右手に持つ物はオートマチック拳銃をこれでもかと長大化したものである。
太く頑強な弾丸を撃ちだすため銃身は百科事典のように分厚くなり、弾道をぶらさぬためバレルは1mを優に超す長さである。
左手に持つ物は機銃を更に凶悪化したものである。
給弾ベルトが背負った背嚢に繋がっており、アンチマテリアルライフルより更に長い銃身がそれを吐きだすため備わっている。
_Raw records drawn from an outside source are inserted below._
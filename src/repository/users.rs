use anyhow::Result;

use crate::constants::Gamemode;
use crate::infrastructure::database::DbHandle;

pub async fn max_user_id(db: &DbHandle, mode: Gamemode) -> Result<Option<i64>> {
    let query = format!(
        "select max(`user_id`) from `osu_user_stats{}`",
        mode.suffix()
    );

    let id: Option<i64> = sqlx::query_scalar(&query).fetch_one(db.as_ref()).await?;

    Ok(id)
}

pub async fn fetch_ids_in_range(
    db: &DbHandle,
    mode: Gamemode,
    begin: i64,
    end: i64,
) -> Result<Vec<i64>> {
    let query = format!(
        "select `user_id` from `osu_user_stats{}` where `user_id` between ? and ?",
        mode.suffix()
    );

    let ids = sqlx::query_scalar::<_, i64>(&query)
        .bind(begin)
        .bind(end)
        .fetch_all(db.as_ref())
        .await?;

    Ok(ids)
}

/// The rating currently stored for a user, if any.
pub async fn fetch_stored_pp(
    db: &DbHandle,
    mode: Gamemode,
    pp_column: &str,
    user_id: i64,
) -> Result<Option<f32>> {
    let query = format!(
        "select `{}` from `osu_user_stats{}` where `user_id` = ?",
        pp_column,
        mode.suffix()
    );

    let pp: Option<Option<f32>> = sqlx::query_scalar(&query)
        .bind(user_id)
        .fetch_optional(db.as_ref())
        .await?;

    Ok(pp.flatten())
}
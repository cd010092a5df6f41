/// Resolves once the process receives ctrl-c. Loops poll the shutdown flag
/// and exit at their next iteration boundary.
pub async fn shutdown_signal() {
    if let Err(e) = tokio::signal::ctrl_c().await {
        tracing::error!("failed to listen for shutdown signal: {e}");
    }
}
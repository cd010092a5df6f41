pub mod beatmap;
pub mod score;
pub mod user;

pub use beatmap::{AttributeKind, Beatmap};
pub use score::{DifficultyRow, NewScoreRow, ScoreRow};
pub use user::User;
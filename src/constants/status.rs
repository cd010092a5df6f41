/// `approved` column values of `osu_beatmaps`.
#[derive(Debug, Clone, Copy, PartialEq, Eq, Hash)]
#[repr(i32)]
pub enum RankedStatus {
    Graveyard = -2,
    Wip = -1,
    Pending = 0,
    Ranked = 1,
    Approved = 2,
    Qualified = 3,
    Loved = 4,
}

impl RankedStatus {
    pub fn as_i32(&self) -> i32 {
        *self as i32
    }
}

// Only ranked and approved maps contribute to ratings.
pub const MIN_RANKED_STATUS: i32 = RankedStatus::Ranked as i32;
pub const MAX_RANKED_STATUS: i32 = RankedStatus::Approved as i32;

#[derive(Debug, Clone, Copy, PartialEq, Eq, Hash, Default)]
pub enum ScoreVersion {
    #[default]
    V1,
    V2,
}

impl ScoreVersion {
    pub fn from_i32(version: i32) -> Self {
        match version {
            2 => ScoreVersion::V2,
            _ => ScoreVersion::V1,
        }
    }
}

#[cfg(test)]
mod tests {
    use super::*;

    #[test]
    fn acceptance_window_covers_ranked_and_approved() {
        assert_eq!(MIN_RANKED_STATUS, 1);
        assert_eq!(MAX_RANKED_STATUS, 2);
        assert!(!(MIN_RANKED_STATUS..=MAX_RANKED_STATUS).contains(&RankedStatus::Loved.as_i32()));
    }

    #[test]
    fn score_version_defaults_to_v1() {
        assert_eq!(ScoreVersion::from_i32(0), ScoreVersion::V1);
        assert_eq!(ScoreVersion::from_i32(2), ScoreVersion::V2);
    }
}
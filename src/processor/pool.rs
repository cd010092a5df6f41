use std::future::Future;
use std::sync::{
    atomic::{AtomicUsize, Ordering},
    Arc,
};

use tokio::{sync::mpsc, task::JoinHandle};

/// Fixed-size task executor. Each worker drains its own FIFO queue; the
/// dispatcher hands out jobs round-robin so every worker keeps its own
/// database lane busy. The in-flight counter lets the coordinator wait for
/// quiescence between batches.
pub struct WorkerPool<T> {
    senders: Vec<mpsc::UnboundedSender<T>>,
    inflight: Arc<AtomicUsize>,
    next: usize,
    workers: Vec<JoinHandle<()>>,
}

impl<T: Send + 'static> WorkerPool<T> {
    pub fn new<F, Fut>(size: usize, handler: F) -> Self
    where
        F: Fn(usize, T) -> Fut + Clone + Send + 'static,
        Fut: Future<Output = ()> + Send,
    {
        let inflight = Arc::new(AtomicUsize::new(0));
        let mut senders = Vec::with_capacity(size);
        let mut workers = Vec::with_capacity(size);

        for index in 0..size {
            let (tx, mut rx) = mpsc::unbounded_channel::<T>();
            let handler = handler.clone();
            let inflight = inflight.clone();

            workers.push(tokio::spawn(async move {
                while let Some(job) = rx.recv().await {
                    handler(index, job).await;
                    inflight.fetch_sub(1, Ordering::SeqCst);
                }
            }));

            senders.push(tx);
        }

        Self {
            senders,
            inflight,
            next: 0,
            workers,
        }
    }

    pub fn enqueue(&mut self, job: T) {
        self.inflight.fetch_add(1, Ordering::SeqCst);

        if self.senders[self.next].send(job).is_err() {
            self.inflight.fetch_sub(1, Ordering::SeqCst);
        }

        self.next = (self.next + 1) % self.senders.len();
    }

    pub fn num_tasks_in_system(&self) -> usize {
        self.inflight.load(Ordering::SeqCst)
    }

    /// Closes the queues and waits for the workers to drain them.
    pub async fn join(self) {
        drop(self.senders);

        for worker in self.workers {
            let _ = worker.await;
        }
    }
}
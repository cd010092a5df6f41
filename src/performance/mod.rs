pub mod catch;
pub mod mania;
pub mod standard;
pub mod taiko;

use crate::constants::{Gamemode, Mods};
use crate::models::{Beatmap, ScoreRow};

/// The pair that a score contributes to its player's aggregation.
#[derive(Debug, Clone, Copy, PartialEq, Default)]
pub struct PpRecord {
    pub value: f32,
    pub accuracy: f32,
}

/// Common fields of a play, shared by all four scorers.
#[derive(Debug, Clone)]
pub struct ScoreData {
    pub score_id: i64,
    pub user_id: i64,
    pub beatmap_id: i32,
    pub mode: Gamemode,
    pub score: i32,
    pub max_combo: i32,
    pub num_300: i32,
    pub num_100: i32,
    pub num_50: i32,
    pub num_miss: i32,
    pub num_geki: i32,
    pub num_katu: i32,
    pub mods: Mods,
}

impl ScoreData {
    pub fn from_row(mode: Gamemode, row: &ScoreRow) -> Self {
        Self {
            score_id: row.score_id,
            user_id: row.user_id,
            beatmap_id: row.beatmap_id,
            mode,
            score: row.score,
            max_combo: row.maxcombo,
            num_300: row.count300,
            num_100: row.count100,
            num_50: row.count50,
            num_miss: row.countmiss,
            num_geki: row.countgeki,
            num_katu: row.countkatu,
            mods: row.mods(),
        }
    }

    pub fn total_hits(&self) -> i32 {
        let base = self.num_50 + self.num_100 + self.num_300 + self.num_miss;

        match self.mode {
            Gamemode::Standard | Gamemode::Taiko => base,
            Gamemode::CatchTheBeat => base + self.num_katu,
            Gamemode::Mania => base + self.num_geki + self.num_katu,
        }
    }

    pub fn total_successful_hits(&self) -> i32 {
        let base = self.num_50 + self.num_100 + self.num_300;

        match self.mode {
            Gamemode::Mania => base + self.num_geki + self.num_katu,
            _ => base,
        }
    }

    /// Hits that can contribute to combo in catch; droplets do not.
    pub(crate) fn total_combo_hits(&self) -> i32 {
        self.num_miss + self.num_100 + self.num_300
    }

    pub fn accuracy(&self) -> f32 {
        let total_hits = self.total_hits();
        if total_hits == 0 {
            return 0.0;
        }

        let total = total_hits as f32;

        let accuracy = match self.mode {
            Gamemode::Standard => {
                (self.num_50 * 50 + self.num_100 * 100 + self.num_300 * 300) as f32
                    / (total * 300.0)
            },
            Gamemode::Taiko => {
                (self.num_100 * 150 + self.num_300 * 300) as f32 / (total * 300.0)
            },
            Gamemode::CatchTheBeat => self.total_successful_hits() as f32 / total,
            Gamemode::Mania => {
                (self.num_50 * 50
                    + self.num_100 * 100
                    + self.num_katu * 200
                    + (self.num_300 + self.num_geki) * 300) as f32
                    / (total * 300.0)
            },
        };

        accuracy.clamp(0.0, 1.0)
    }
}

/// Mode-specific sub-values kept around for diagnostics.
#[derive(Debug, Clone)]
pub enum ModeValues {
    Standard {
        aim: f32,
        speed: f32,
        acc: f32,
        flashlight: f32,
        effective_miss: f32,
    },
    Taiko {
        difficulty: f32,
        accuracy: f32,
    },
    Catch {
        difficulty: f32,
    },
    Mania {
        strain: f32,
        acc: f32,
    },
}

/// A fully evaluated play. The total value is computed once at construction
/// and never changes afterwards.
#[derive(Debug, Clone)]
pub struct Score {
    data: ScoreData,
    values: ModeValues,
    total_value: f32,
}

impl Score {
    pub fn new(data: ScoreData, beatmap: &Beatmap) -> Self {
        let (values, total_value) = match data.mode {
            Gamemode::Standard => standard::evaluate(&data, beatmap),
            Gamemode::Taiko => taiko::evaluate(&data, beatmap),
            Gamemode::CatchTheBeat => catch::evaluate(&data, beatmap),
            Gamemode::Mania => mania::evaluate(&data, beatmap),
        };

        Self {
            data,
            values,
            total_value,
        }
    }

    pub fn data(&self) -> &ScoreData {
        &self.data
    }

    pub fn score_id(&self) -> i64 {
        self.data.score_id
    }

    pub fn beatmap_id(&self) -> i32 {
        self.data.beatmap_id
    }

    pub fn total_value(&self) -> f32 {
        self.total_value
    }

    pub fn accuracy(&self) -> f32 {
        self.data.accuracy()
    }

    pub fn values(&self) -> &ModeValues {
        &self.values
    }

    pub fn pp_record(&self) -> PpRecord {
        PpRecord {
            value: self.total_value,
            accuracy: self.data.accuracy(),
        }
    }

    /// The statement appended to the score update batch.
    pub fn update_statement(&self) -> String {
        format!(
            "UPDATE `osu_scores{}_high` SET `pp`={} WHERE `score_id`={};",
            self.data.mode.suffix(),
            self.total_value,
            self.data.score_id
        )
    }
}

#[cfg(test)]
pub(crate) mod test_support {
    use super::*;

    pub fn score_data(mode: Gamemode) -> ScoreData {
        ScoreData {
            score_id: 1,
            user_id: 2,
            beatmap_id: 3,
            mode,
            score: 0,
            max_combo: 0,
            num_300: 0,
            num_100: 0,
            num_50: 0,
            num_miss: 0,
            num_geki: 0,
            num_katu: 0,
            mods: Mods::empty(),
        }
    }
}
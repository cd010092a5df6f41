use std::collections::HashMap;

use crate::constants::{Gamemode, Mods, ScoreVersion};

#[derive(Debug, Clone, Copy, PartialEq, Eq, Hash)]
pub enum AttributeKind {
    Aim,
    Speed,
    Od,
    Ar,
    MaxCombo,
    Strain,
    HitWindow300,
    ScoreMultiplier,
    Flashlight,
    Unknown,
}

impl AttributeKind {
    /// Maps the textual names of `osu_difficulty_attribs` onto the enum.
    pub fn from_name(name: &str) -> Self {
        match name {
            "Aim" => AttributeKind::Aim,
            "Speed" => AttributeKind::Speed,
            "OD" => AttributeKind::Od,
            "AR" => AttributeKind::Ar,
            "Max combo" => AttributeKind::MaxCombo,
            "Strain" => AttributeKind::Strain,
            "Hit window 300" => AttributeKind::HitWindow300,
            "Score multiplier" => AttributeKind::ScoreMultiplier,
            "Flashlight" => AttributeKind::Flashlight,
            _ => {
                tracing::warn!("unrecognized difficulty attribute name: {name}");
                AttributeKind::Unknown
            },
        }
    }
}

/// Difficulty information of a single beatmap, keyed by the projection of the
/// mod bitset onto the difficulty-relevant mods.
#[derive(Debug, Clone)]
pub struct Beatmap {
    id: i32,
    mode: Gamemode,
    ranked_status: i32,
    score_version: ScoreVersion,
    num_hit_circles: i32,
    attributes: HashMap<(u32, AttributeKind), f32>,
}

impl Beatmap {
    pub fn new(id: i32, mode: Gamemode) -> Self {
        Self {
            id,
            mode,
            ranked_status: 0,
            score_version: ScoreVersion::V1,
            num_hit_circles: 0,
            attributes: HashMap::new(),
        }
    }

    pub fn id(&self) -> i32 {
        self.id
    }

    pub fn ranked_status(&self) -> i32 {
        self.ranked_status
    }

    pub fn score_version(&self) -> ScoreVersion {
        self.score_version
    }

    pub fn num_hit_circles(&self) -> i32 {
        self.num_hit_circles
    }

    pub fn set_ranked_status(&mut self, status: i32) {
        self.ranked_status = status;
    }

    pub fn set_score_version(&mut self, version: ScoreVersion) {
        self.score_version = version;
    }

    pub fn set_num_hit_circles(&mut self, count: i32) {
        self.num_hit_circles = count.max(0);
    }

    /// Stores the value under the given mods as-is. Rows in
    /// `osu_beatmap_difficulty_attribs` already carry projected mod bitsets.
    pub fn set_difficulty_attribute(&mut self, mods: Mods, kind: AttributeKind, value: f32) {
        self.attributes.insert((mods.bits(), kind), value);
    }

    /// Reads an attribute for the given play mods. The lookup projects the
    /// bitset first; an entry that was never loaded reads as 0.
    pub fn difficulty_attribute(&self, mods: Mods, kind: AttributeKind) -> f32 {
        let key = mods.difficulty_mask(self.mode).bits();

        self.attributes.get(&(key, kind)).copied().unwrap_or(0.0)
    }
}
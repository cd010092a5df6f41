use std::collections::HashSet;

use anyhow::Result;
use chrono::NaiveDateTime;

use crate::constants::Gamemode;
use crate::infrastructure::database::DbHandle;
use crate::models::{AttributeKind, DifficultyRow};

pub async fn fetch_blacklist(db: &DbHandle, mode: Gamemode) -> Result<HashSet<i32>> {
    let ids: Vec<i32> = sqlx::query_scalar(
        "select `beatmap_id` from osu_beatmap_performance_blacklist where `mode` = ?",
    )
    .bind(mode.as_i32())
    .fetch_all(db.as_ref())
    .await?;

    Ok(ids.into_iter().collect())
}

/// Builds the attrib_id -> kind table. Gaps read as the unknown sentinel.
pub async fn fetch_attribute_kinds(db: &DbHandle) -> Result<Vec<AttributeKind>> {
    let rows: Vec<(i32, String)> = sqlx::query_as(
        "select `attrib_id`, `name` from osu_difficulty_attribs order by `attrib_id` desc",
    )
    .fetch_all(db.as_ref())
    .await?;

    let mut kinds = Vec::new();
    for (id, name) in &rows {
        let id = *id as usize;
        if kinds.len() < id + 1 {
            kinds.resize(id + 1, AttributeKind::Unknown);
        }

        kinds[id] = AttributeKind::from_name(name);
    }

    tracing::info!(
        "retrieved {} difficulty attributes, stored in {} entries",
        rows.len(),
        kinds.len()
    );

    Ok(kinds)
}

const DIFFICULTY_SELECT: &str =
    "select osu_beatmaps.beatmap_id, countNormal, mods, attrib_id, value, approved, score_version \
     from osu_beatmaps \
     join osu_beatmap_difficulty_attribs \
       on osu_beatmaps.beatmap_id = osu_beatmap_difficulty_attribs.beatmap_id \
     where osu_beatmap_difficulty_attribs.mode = ? and approved >= 1";

pub async fn fetch_difficulty_range(
    db: &DbHandle,
    mode: Gamemode,
    start_id: i32,
    end_id: i32,
) -> Result<Vec<DifficultyRow>> {
    let query = format!(
        "{DIFFICULTY_SELECT} and osu_beatmaps.beatmap_id >= ? and osu_beatmaps.beatmap_id < ?"
    );

    let rows = sqlx::query_as::<_, DifficultyRow>(&query)
        .bind(mode.as_i32())
        .bind(start_id)
        .bind(end_id)
        .fetch_all(db.as_ref())
        .await?;

    Ok(rows)
}

pub async fn fetch_difficulty_single(
    db: &DbHandle,
    mode: Gamemode,
    beatmap_id: i32,
) -> Result<Vec<DifficultyRow>> {
    let query = format!("{DIFFICULTY_SELECT} and osu_beatmaps.beatmap_id = ?");

    let rows = sqlx::query_as::<_, DifficultyRow>(&query)
        .bind(mode.as_i32())
        .bind(beatmap_id)
        .fetch_all(db.as_ref())
        .await?;

    Ok(rows)
}

pub async fn max_approved_date(db: &DbHandle) -> Result<Option<NaiveDateTime>> {
    let date: Option<NaiveDateTime> =
        sqlx::query_scalar("select max(`approved_date`) from osu_beatmapsets")
            .fetch_one(db.as_ref())
            .await?;

    Ok(date)
}

/// Beatmaps of sets ranked after the watermark, oldest first.
pub async fn fetch_ranked_since(
    db: &DbHandle,
    after: NaiveDateTime,
) -> Result<Vec<(i32, NaiveDateTime)>> {
    let rows: Vec<(i32, NaiveDateTime)> = sqlx::query_as(
        "select osu_beatmaps.beatmap_id, approved_date \
         from osu_beatmapsets \
         join osu_beatmaps on osu_beatmapsets.beatmapset_id = osu_beatmaps.beatmapset_id \
         where approved_date > ? \
         order by approved_date asc",
    )
    .bind(after)
    .fetch_all(db.as_ref())
    .await?;

    Ok(rows)
}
「生き証人というのは自分の体験とそれによって刻み込まれた強固な価値観を元に発言する極めて主観主義的な人物です。

 歴史を語るには不足だ。
 つまるところ、当事者も気にする者も全て死に、忘れ去られて始めて歴史として扱えるということです。」

近代現代は語るに及ばず。彼女はそう言った。

古びた過去よりも、寧ろ色あせぬ記憶の方が、改竄される動機に溢れていると。

「だから、わたしがここで行ったことは、暫くは見当違いで深読み過ぎる解釈がまかり通るのでしょう。
 わたしが殺した人間の数も、実際より多く見積もられるのでしょう。」

鳩目は溜息をついた。
異能力者(リベリスタ)の軍団を前にして。

「だからあなた方の証言には初めから期待しておりません。
 もう、手記は書きあげました。わたしが何を思い、何を考え、何のためにこのようなことをしたのか。
 全て書きあげました。
 もうすぐネットに上がるよう、手筈をしています。
 だから。
 あなた方は。

 安心して、死ね。」

鳩目が右手の銃の引き金を引けば、円筒形に空間が削り取られ、それから衝撃波と爆音が当たりに満ちた。
音より早い虐殺(ジェノサイレント)。
それは文字通り数秒の沈黙をもたらし、そして怒号を呼び寄せた。
鳩目はわらいながら、左の引き金を引いた。フルオートで。